Your instructions: All lines from the one with "query parameter value" to the end of the data: return those exactly, and only those.

Given records:

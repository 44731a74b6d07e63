//! Error types for the lab engine

use std::path::PathBuf;
use thiserror::Error;

/// Main error type for lab engine operations
#[derive(Debug, Error)]
pub enum LabError {
    #[error("Invalid target: {target:?} - {reason}")]
    InvalidTarget { target: String, reason: String },

    #[error("Invalid IP address: {target:?}")]
    InvalidIpAddress { target: String },

    #[error("Module not allowed: {id}")]
    ModuleNotAllowed { id: String },

    #[error("Path escapes content root: {}", path.display())]
    PathEscapesRoot { path: PathBuf },

    #[error("File not found: {}", path.display())]
    NotFound { path: PathBuf },

    #[error("Failed to spawn {program}: {source}")]
    Spawn {
        program: String,
        #[source]
        source: std::io::Error,
    },

    #[error("Timeout occurred: {program} after {duration_ms}ms")]
    Timeout { program: String, duration_ms: u64 },

    #[error("Highlighting failed: {reason}")]
    Highlight { reason: String },

    #[error("I/O error: {0}")]
    Io(#[from] std::io::Error),
}

/// Result type alias for lab engine operations
pub type LabResult<T> = Result<T, LabError>;

/// Error categories, mirroring how a failure is surfaced to the learner
#[derive(Debug, Clone, Copy, PartialEq, Eq)]
pub enum ErrorCategory {
    /// Malformed target or disallowed identifier, shown as a message
    InvalidInput,
    /// The external process could not be run to completion
    Process,
    /// Path resolution failed, shown as a "not found" placeholder
    Resolution,
    /// Anything else
    Internal,
}

impl LabError {
    /// Create an invalid target error
    pub fn invalid_target(target: &str, reason: &str) -> Self {
        Self::InvalidTarget {
            target: target.to_string(),
            reason: reason.to_string(),
        }
    }

    /// Create an invalid IP address error
    pub fn invalid_ip(target: &str) -> Self {
        Self::InvalidIpAddress {
            target: target.to_string(),
        }
    }

    pub fn category(&self) -> ErrorCategory {
        match self {
            LabError::InvalidTarget { .. } => ErrorCategory::InvalidInput,
            LabError::InvalidIpAddress { .. } => ErrorCategory::InvalidInput,
            LabError::ModuleNotAllowed { .. } => ErrorCategory::InvalidInput,

            LabError::Spawn { .. } => ErrorCategory::Process,
            LabError::Timeout { .. } => ErrorCategory::Process,

            LabError::PathEscapesRoot { .. } => ErrorCategory::Resolution,
            LabError::NotFound { .. } => ErrorCategory::Resolution,

            LabError::Highlight { .. } => ErrorCategory::Internal,
            LabError::Io(_) => ErrorCategory::Internal,
        }
    }

    /// Text rendered into the page in place of a result.
    ///
    /// Paths and process details stay in the log.
    pub fn user_message(&self) -> &'static str {
        match self {
            LabError::InvalidTarget { .. } => "Invalid target",
            LabError::InvalidIpAddress { .. } => "Error: Invalid IP address",
            LabError::Spawn { .. } | LabError::Timeout { .. } => "Ping command failed",
            LabError::ModuleNotAllowed { .. }
            | LabError::PathEscapesRoot { .. }
            | LabError::NotFound { .. } => "Not Found",
            LabError::Highlight { .. } | LabError::Io(_) => "Internal error",
        }
    }
}

#[cfg(test)]
mod tests {
    use super::*;

    #[test]
    fn test_categories_follow_taxonomy() {
        assert_eq!(LabError::invalid_target("x", "bad").category(), ErrorCategory::InvalidInput);
        assert_eq!(LabError::invalid_ip("x").category(), ErrorCategory::InvalidInput);
        assert_eq!(
            LabError::Timeout { program: "ping".into(), duration_ms: 10 }.category(),
            ErrorCategory::Process
        );
        assert_eq!(
            LabError::PathEscapesRoot { path: PathBuf::from("/etc/passwd") }.category(),
            ErrorCategory::Resolution
        );
    }

    #[test]
    fn test_user_message_hides_details() {
        let err = LabError::PathEscapesRoot { path: PathBuf::from("/etc/passwd") };
        assert_eq!(err.user_message(), "Not Found");
        assert!(err.to_string().contains("/etc/passwd"));

        let err = LabError::Spawn {
            program: "ping".into(),
            source: std::io::Error::new(std::io::ErrorKind::NotFound, "missing"),
        };
        assert_eq!(err.user_message(), "Ping command failed");
    }
}
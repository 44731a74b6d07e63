//! HTML rendering for the lab pages
//!
//! Anything derived from request input goes through `escape_html`. Help
//! bodies and highlighted listings come from the content root and are
//! embedded as-is.

use lab_common::{SecurityLevel, MODULES};
use lab_engine::disclosure::SourceListing;
use lab_engine::{escape_html, DiagnosticReport};
use url::form_urlencoded;

const STYLE: &str = "body{font-family:sans-serif;margin:2em;max-width:70em}\
pre{background:#f4f4f4;padding:1em;overflow:auto}\
.levels span{margin-right:1em}.vulnerable_code_area{border:1px solid #ccc;padding:1em}";

/// Wrap a body in the shared page chrome
pub fn layout(title: &str, body: &str) -> String {
    format!(
        "<!DOCTYPE html>\n<html lang=\"en\">\n<head>\n<meta charset=\"utf-8\">\n\
         <title>{title} :: vulnlab</title>\n<style>{style}</style>\n</head>\n\
         <body>\n{body}\n</body>\n</html>\n",
        title = escape_html(title),
        style = STYLE,
        body = body,
    )
}

pub fn index_page(default_security: SecurityLevel) -> String {
    let mut html = String::from("<h1>vulnlab</h1>\n");
    html += &format!(
        "<p>Default security level: <b>{}</b></p>\n",
        default_security
    );

    html += "<h2>Labs</h2>\n<ul>\n";
    for level in SecurityLevel::ALL {
        html += &format!(
            "<li><a href=\"/vulnerabilities/exec/?security={0}\">Command Injection ({0})</a></li>\n",
            level
        );
    }
    html += "</ul>\n";

    html += "<h2>Help and source</h2>\n<ul>\n";
    for module in MODULES {
        html += &format!(
            "<li>{name}: \
             <a href=\"/vulnerabilities/view_help?id={id}&amp;security={level}&amp;locale=en\">help</a> \
             <a href=\"/vulnerabilities/view_source?id={id}&amp;security={level}\">source</a> \
             <a href=\"/vulnerabilities/view_source_all?id={id}\">all levels</a></li>\n",
            name = module.name,
            id = module.id,
            level = default_security,
        );
    }
    html += "</ul>\n";

    layout("Welcome", &html)
}

/// Ping form, with the result block when a diagnostic ran
pub fn exec_page(level: SecurityLevel, policy: &str, report: Option<&DiagnosticReport>) -> String {
    let mut html = String::from("<h1>Vulnerability: Command Injection</h1>\n");
    html += &format!(
        "<p class=\"levels\"><span>Security level: <b>{}</b></span><span>{}</span></p>\n",
        level,
        escape_html(policy)
    );

    html += "<div class=\"vulnerable_code_area\">\n<h2>Ping a device</h2>\n";
    html += &format!(
        "<form name=\"ping\" action=\"/vulnerabilities/exec/?security={}\" method=\"post\">\n\
         <p>Enter an IP address:\n\
         <input type=\"text\" name=\"ip\" size=\"30\">\n\
         <input type=\"submit\" name=\"Submit\" value=\"Submit\">\n\
         </p>\n</form>\n",
        level
    );

    if let Some(report) = report {
        html += &format!("<pre>{}</pre>\n", escape_html(report.display_text()));
    }
    html += "</div>\n";

    html += &format!(
        "<p><a href=\"/vulnerabilities/view_help?id=exec&amp;security={0}&amp;locale=en\">View Help</a> \
         <a href=\"/vulnerabilities/view_source?id=exec&amp;security={0}\">View Source</a></p>\n",
        level
    );

    layout("Vulnerability: Command Injection", &html)
}

/// Help page; the body is a trusted fragment from the content root
pub fn help_page(body: &str) -> String {
    let html = format!("<div id=\"container\">\n{}\n</div>\n", body);
    layout("Help", &html)
}

pub fn source_page(listing: &SourceListing) -> String {
    let mut html = String::from("<div id=\"container\">\n");
    html += &format!("<h1>{} Source</h1>\n", escape_html(listing.vulnerability));
    html += &source_section(listing);
    html += &format!(
        "<p><a href=\"/vulnerabilities/view_source_all?id={}\">Compare All Levels</a></p>\n",
        query_value(&listing.id)
    );
    html += "</div>\n";

    layout(&format!("{} Source", listing.vulnerability), &html)
}

/// All levels, weakest first
pub fn source_all_page(listings: &[SourceListing]) -> String {
    let vulnerability = listings
        .first()
        .map(|l| l.vulnerability)
        .unwrap_or(lab_common::UNKNOWN_VULNERABILITY);

    let mut html = String::from("<div id=\"container\">\n");
    html += &format!("<h1>{} Source</h1>\n", escape_html(vulnerability));
    for listing in listings {
        html += &format!("<h2>{} {} Source</h2>\n", capitalize(listing.security.as_str()), escape_html(vulnerability));
        html += &source_section(listing);
    }
    html += "</div>\n";

    layout(&format!("{} Source", vulnerability), &html)
}

/// Body for requests missing a required parameter
pub fn not_found_page(placeholder: &str) -> String {
    layout("Not Found", placeholder)
}

fn source_section(listing: &SourceListing) -> String {
    let mut html = format!(
        "<h3>{}</h3>\n<div class=\"code\">\n{}</div>\n",
        escape_html(&listing.source.path),
        listing.source.html
    );
    if let Some(script) = &listing.script {
        html += &format!(
            "<h3>{}</h3>\n<div class=\"code\">\n{}</div>\n",
            escape_html(&script.path),
            script.html
        );
    }
    html
}

fn capitalize(word: &str) -> String {
    let mut chars = word.chars();
    match chars.next() {
        Some(first) => first.to_uppercase().chain(chars).collect(),
        None => String::new(),
    }
}

/// Percent-encode a query parameter value
fn query_value(raw: &str) -> String {
    form_urlencoded::byte_serialize(raw.as_bytes()).collect()
}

Exercise result:
/// Percent-encode a query parameter value
fn query_value(raw: &str) -> String {
    form_urlencoded::byte_serialize(raw.as_bytes()).collect()
}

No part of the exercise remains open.